MRC Cognition and Brain Sciences Unit, University of Cambridge, CB2 7EF Cambridge, United Kingdom.
Department of Psychology, Zuckerman Institute, Columbia University, New York, NY 10027.
Proc Natl Acad Sci U S A. 2021 Feb 23;118(8). doi: 10.1073/pnas.2011417118.
Deep neural networks provide the current best models of visual information processing in the primate brain. Drawing on work from computer vision, the most commonly used networks are pretrained on data from the ImageNet Large Scale Visual Recognition Challenge. This dataset comprises images from 1,000 categories, selected to provide a challenging testbed for automated visual object recognition systems. Moving beyond this common practice, we here introduce , a collection of >1.5 million images from 565 basic-level categories selected to better capture the distribution of objects relevant to humans. Ecoset categories were chosen to be both frequent in linguistic usage and concrete, thereby mirroring important physical objects in the world. We test the effects of training on this ecologically more valid dataset using multiple instances of two neural network architectures: AlexNet and vNet, a novel architecture designed to mimic the progressive increase in receptive field sizes along the human ventral stream. We show that training on ecoset leads to significant improvements in predicting representations in human higher-level visual cortex and perceptual judgments, surpassing the previous state of the art. Significant and highly consistent benefits are demonstrated for both architectures on two separate functional magnetic resonance imaging (fMRI) datasets and behavioral data, jointly covering responses to 1,292 visual stimuli from a wide variety of object categories. These results suggest that computational visual neuroscience may take better advantage of the deep learning framework by using image sets that reflect the human perceptual and cognitive experience. Ecoset and trained network models are openly available to the research community.

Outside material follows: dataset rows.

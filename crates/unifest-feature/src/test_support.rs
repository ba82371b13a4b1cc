use std::{sync::Arc, time::Duration};

use unifest_core::{event::EventReceiver, live::LiveSequence};
use unifest_data::testing::StubGateway;
use unifest_store_sqlite::SqliteStore;

use crate::Repositories;

pub async fn repos(
  gateway: &StubGateway,
) -> (Repositories<StubGateway, SqliteStore>, Arc<SqliteStore>) {
  let store = Arc::new(SqliteStore::open_in_memory().await.unwrap());
  let repos = Repositories::new(Arc::new(gateway.clone()), Arc::clone(&store));
  (repos, store)
}

/// Wait for the first snapshot satisfying `pred`.
pub async fn wait_for<T: Clone + Send + Sync + 'static>(
  seq: &mut LiveSequence<T>,
  pred: impl Fn(&T) -> bool,
) -> T {
  tokio::time::timeout(Duration::from_secs(2), async {
    loop {
      let state = seq.next().await.expect("state channel closed");
      if pred(&state) {
        return state;
      }
    }
  })
  .await
  .expect("state never matched")
}

pub async fn next_event<E>(events: &EventReceiver<E>) -> E {
  tokio::time::timeout(Duration::from_secs(2), events.recv())
    .await
    .expect("no event")
    .expect("event channel closed")
}
//! Live sequences: observable snapshots with replay-of-one semantics.
//!
//! A [`Publisher`] owns the latest snapshot of a collection. Every
//! [`LiveSequence`] subscribed to it yields that snapshot first, then one
//! snapshot per committed change. A subscriber that falls behind skips
//! straight to the newest snapshot; it never observes changes out of order.

use std::sync::Arc;

use tokio::sync::watch;

// ─── Publisher ───────────────────────────────────────────────────────────────

/// The writing half. Owned by the store; publishes after every commit.
#[derive(Debug)]
pub struct Publisher<S> {
  tx: watch::Sender<S>,
}

impl<S> Publisher<S>
where
  S: PartialEq + Clone + Send + Sync + 'static,
{
  pub fn new(initial: S) -> Self {
    let (tx, _) = watch::channel(initial);
    Self { tx }
  }

  /// Replace the snapshot. Subscribers are only woken when `next` differs from
  /// the current snapshot. Returns whether they were woken.
  pub fn publish(&self, next: S) -> bool {
    self.tx.send_if_modified(|current| {
      if *current == next {
        false
      } else {
        *current = next;
        true
      }
    })
  }

  pub fn subscribe(&self) -> LiveSequence<S> {
    LiveSequence::new(self.tx.subscribe())
  }
}

// ─── LiveSequence ────────────────────────────────────────────────────────────

/// The reading half: an infinite, restartable sequence of snapshots of `S`,
/// projected to `T`.
pub struct LiveSequence<S, T = S> {
  rx:      watch::Receiver<S>,
  project: Arc<dyn Fn(&S) -> T + Send + Sync>,
  primed:  bool,
}

impl<S> LiveSequence<S>
where
  S: Clone + Send + Sync + 'static,
{
  pub fn new(rx: watch::Receiver<S>) -> Self {
    Self { rx, project: Arc::new(S::clone), primed: false }
  }
}

impl<S, T> LiveSequence<S, T>
where
  S: Send + Sync + 'static,
  T: 'static,
{
  /// Project every snapshot through `f`.
  pub fn map<U>(
    self,
    f: impl Fn(T) -> U + Send + Sync + 'static,
  ) -> LiveSequence<S, U> {
    let project = self.project;
    LiveSequence {
      rx:      self.rx,
      project: Arc::new(move |s: &S| f(project(s))),
      primed:  self.primed,
    }
  }

  /// The snapshot as of now, without consuming an emission.
  pub fn current(&self) -> T { (self.project)(&self.rx.borrow()) }

  /// The next snapshot. The first call resolves immediately with the current
  /// snapshot. Returns `None` once the publisher is gone.
  pub async fn next(&mut self) -> Option<T> {
    if !self.primed {
      self.primed = true;
      return Some((self.project)(&self.rx.borrow_and_update()));
    }
    self.rx.changed().await.ok()?;
    Some((self.project)(&self.rx.borrow_and_update()))
  }
}

impl<S, T> Clone for LiveSequence<S, T> {
  /// The clone starts over: its first `next` replays the current snapshot.
  fn clone(&self) -> Self {
    Self {
      rx:      self.rx.clone(),
      project: Arc::clone(&self.project),
      primed:  false,
    }
  }
}

#[cfg(test)]
mod tests {
  use std::time::Duration;

  use super::*;

  #[tokio::test]
  async fn first_next_replays_current_snapshot() {
    let publisher = Publisher::new(vec![1, 2]);
    let mut seq = publisher.subscribe();
    assert_eq!(seq.next().await, Some(vec![1, 2]));
  }

  #[tokio::test]
  async fn late_subscriber_sees_latest_not_history() {
    let publisher = Publisher::new(vec![1]);
    publisher.publish(vec![1, 2]);
    publisher.publish(vec![1, 2, 3]);
    let mut seq = publisher.subscribe();
    assert_eq!(seq.next().await, Some(vec![1, 2, 3]));
  }

  #[tokio::test]
  async fn emits_once_per_change() {
    let publisher = Publisher::new(Vec::<i32>::new());
    let mut seq = publisher.subscribe();
    assert_eq!(seq.next().await, Some(vec![]));

    assert!(publisher.publish(vec![7]));
    assert_eq!(seq.next().await, Some(vec![7]));
  }

  #[tokio::test]
  async fn equal_snapshot_does_not_wake_subscribers() {
    let publisher = Publisher::new(vec![7]);
    let mut seq = publisher.subscribe();
    seq.next().await;

    assert!(!publisher.publish(vec![7]));
    let woke = tokio::time::timeout(Duration::from_millis(50), seq.next()).await;
    assert!(woke.is_err());
  }

  #[tokio::test]
  async fn map_projects_every_snapshot() {
    let publisher = Publisher::new(vec![1, 2, 3]);
    let mut lens = publisher.subscribe().map(|v| v.len());
    assert_eq!(lens.current(), 3);
    assert_eq!(lens.next().await, Some(3));
    publisher.publish(vec![1]);
    assert_eq!(lens.next().await, Some(1));
  }

  #[tokio::test]
  async fn ends_when_publisher_drops() {
    let publisher = Publisher::new(0u8);
    let mut seq = publisher.subscribe();
    seq.next().await;
    drop(publisher);
    assert_eq!(seq.next().await, None);
  }
}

深度神经网络提供了灵长类动物大脑中视觉信息处理的当前最佳模型。借鉴计算机视觉的研究成果,最常用的网络是在 ImageNet 大规模视觉识别挑战赛的数据上进行预训练的。该数据集包含来自 1000 个类别的图像,旨在为自动化视觉对象识别系统提供一个具有挑战性的测试平台。超越这一常见做法,我们引入了一个由超过 150 万张来自 565 个基本类别图像组成的数据集,旨在更好地捕捉与人类相关的物体分布。Ecoset 类别是根据其在语言使用中的频率和具体性来选择的,从而反映了世界上重要的物理物体。我们使用两种神经网络架构(AlexNet 和 vNet)的多个实例来测试在这个更具生态有效性的数据集上进行训练的效果,vNet 是一种新的架构,旨在模拟人类腹侧流中感受野大小的逐渐增加。我们发现,在 Ecoset 上进行训练可以显著提高对人类高级视觉皮层和感知判断的表示预测,超过了以前的艺术水平。这两种架构在两个独立的功能磁共振成像 (fMRI) 数据集和行为数据上都表现出显著和高度一致的优势,共同涵盖了来自各种物体类别的 1292 个视觉刺激的反应。这些结果表明,计算视觉神经科学可以通过使用反映人类感知和认知体验的图像集,更好地利用深度学习框架。Ecoset 和训练后的网络模型可供研究界公开使用。